Дверь больно ударила его по пяткам. Погода стала еще хуже. Казалось, вот-вот начнется метель, а пока с неба сыпалась снежная крупа, стуча по серой шири асфальта, била в лицо, застревала в волосах. У подножия лестницы в облаке собственного белого дыма стоял старенький автобус, который повезет их на симпозиум. Келсо остановился закурить.
— Господи, Непредсказуемое вы существо, — посмеиваясь, произнес Эйдлмен, — выглядите просто ужасно.
Келсо помахал рукой в знак того, что слышал. Неподалеку стояли таксисты, топавшие ногами от холода. Рабочие пытались вытащить из кузова грузовика катушку жести. Корейский бизнесмен в меховой шапке снимал группу из двадцати корейцев в таких же шапках, но Рапавы нигде не было видно.
— Доктор Келсо, прошу вас, а то мы опять вас ждем. — И Ольга укоризненно погрозила ему зонтом.
Келсо передвинул сигарету в другой угол рта, повесил сумку на плечо и направился к автобусу.
«Этот потрепанный Байрон» — обозвала его одна воскресная газета, когда он, подав в отставку из Оксфорда, переехал в Нью-Йорк, и это прозвище вполне ему подходило: он был бледный, с длинными вьющимися черными волосами, густыми и вечно спутанными, влажным подвижным ртом и вполне определенной репутацией.
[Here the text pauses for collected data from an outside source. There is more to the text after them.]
use anyhow::Result;
use chrono::{DateTime, Utc};
use serde::{Deserialize, Serialize};
use sqlx::PgPool;
use uuid::Uuid;

use super::tag::Tag;

#[derive(Debug, Clone, Serialize, Deserialize, sqlx::FromRow)]
pub struct TagKindConfig {
    pub id: Uuid,
    pub slug: String,
    pub display_name: String,
    pub description: Option<String>,
    pub allowed_resource_types: Vec<String>,
    pub required: bool,
    pub is_public: bool,
    pub created_at: DateTime<Utc>,
}

impl TagKindConfig {
    pub async fn find_all(pool: &PgPool) -> Result<Vec<Self>> {
        sqlx::query_as::<_, Self>("SELECT * FROM tag_kinds ORDER BY slug")
            .fetch_all(pool)
            .await
            .map_err(Into::into)
    }

    pub async fn find_for_resource_type(resource_type: &str, pool: &PgPool) -> Result<Vec<Self>> {
        sqlx::query_as::<_, Self>(
            "SELECT * FROM tag_kinds WHERE $1 = ANY(allowed_resource_types) ORDER BY slug",
        )
        .bind(resource_type)
        .fetch_all(pool)
        .await
        .map_err(Into::into)
    }

    pub async fn tag_count_for_slug(slug: &str, pool: &PgPool) -> Result<i64> {
        let row = sqlx::query_as::<_, (i64,)>("SELECT COUNT(*) FROM tags WHERE kind = $1")
            .bind(slug)
            .fetch_one(pool)
            .await?;
        Ok(row.0)
    }
}

/// Build AI prompt taxonomy instructions from the database.
///
/// Queries tag_kinds for the given resource type, loads all tag values per kind,
/// and formats them as structured instructions for the extraction prompt.
pub async fn build_tag_instructions(resource_type: &str, pool: &PgPool) -> Result<String> {
    let kinds = TagKindConfig::find_for_resource_type(resource_type, pool).await?;
    let mut lines = Vec::new();

    for kind in &kinds {
        let tags = Tag::find_by_kind(&kind.slug, pool).await?;
        if tags.is_empty() {
            continue;
        }

        let values: Vec<&str> = tags.iter().map(|t| t.value.as_str()).collect();
        let values_str = values
            .iter()
            .map(|v| format!("\"{}\"", v))
            .collect::<Vec<_>>()
            .join(", ");

        let required_label = if kind.required { " (required)" } else { "" };
        let desc = kind.description.as_deref().unwrap_or(&kind.display_name);

        lines.push(format!(
            "- **{}**{}: {} — Pick from: {}",
            kind.slug, required_label, desc, values_str
        ));
    }

    Ok(lines.join("\n"))
}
Если бы Байрон не умер в Миссолунги, а последующие десять лет пил виски, курил, не выходил на улицу и решительно избегал всяких физических упражнений, он вполне мог стать похож на Келсо Непредсказуемого.
Одет профессор был как всегда: плотная линялая темно-синяя рубашка из хлопка, с расстегнутой верхней пуговкой, свободно повязанный, не очень чистый темный галстук, черный вельветовый костюм, черный кожаный ремень, над которым слегка выпирал живот, красный платочек в нагрудном кармашке, потертые коричневые замшевые ботинки и старый синий плащ. Эту униформу Келсо носил двадцать лет.
Рапава называл его «парень», это звучало странно по отношению к мужчине среднего возраста и в то же время очень точно. Парень.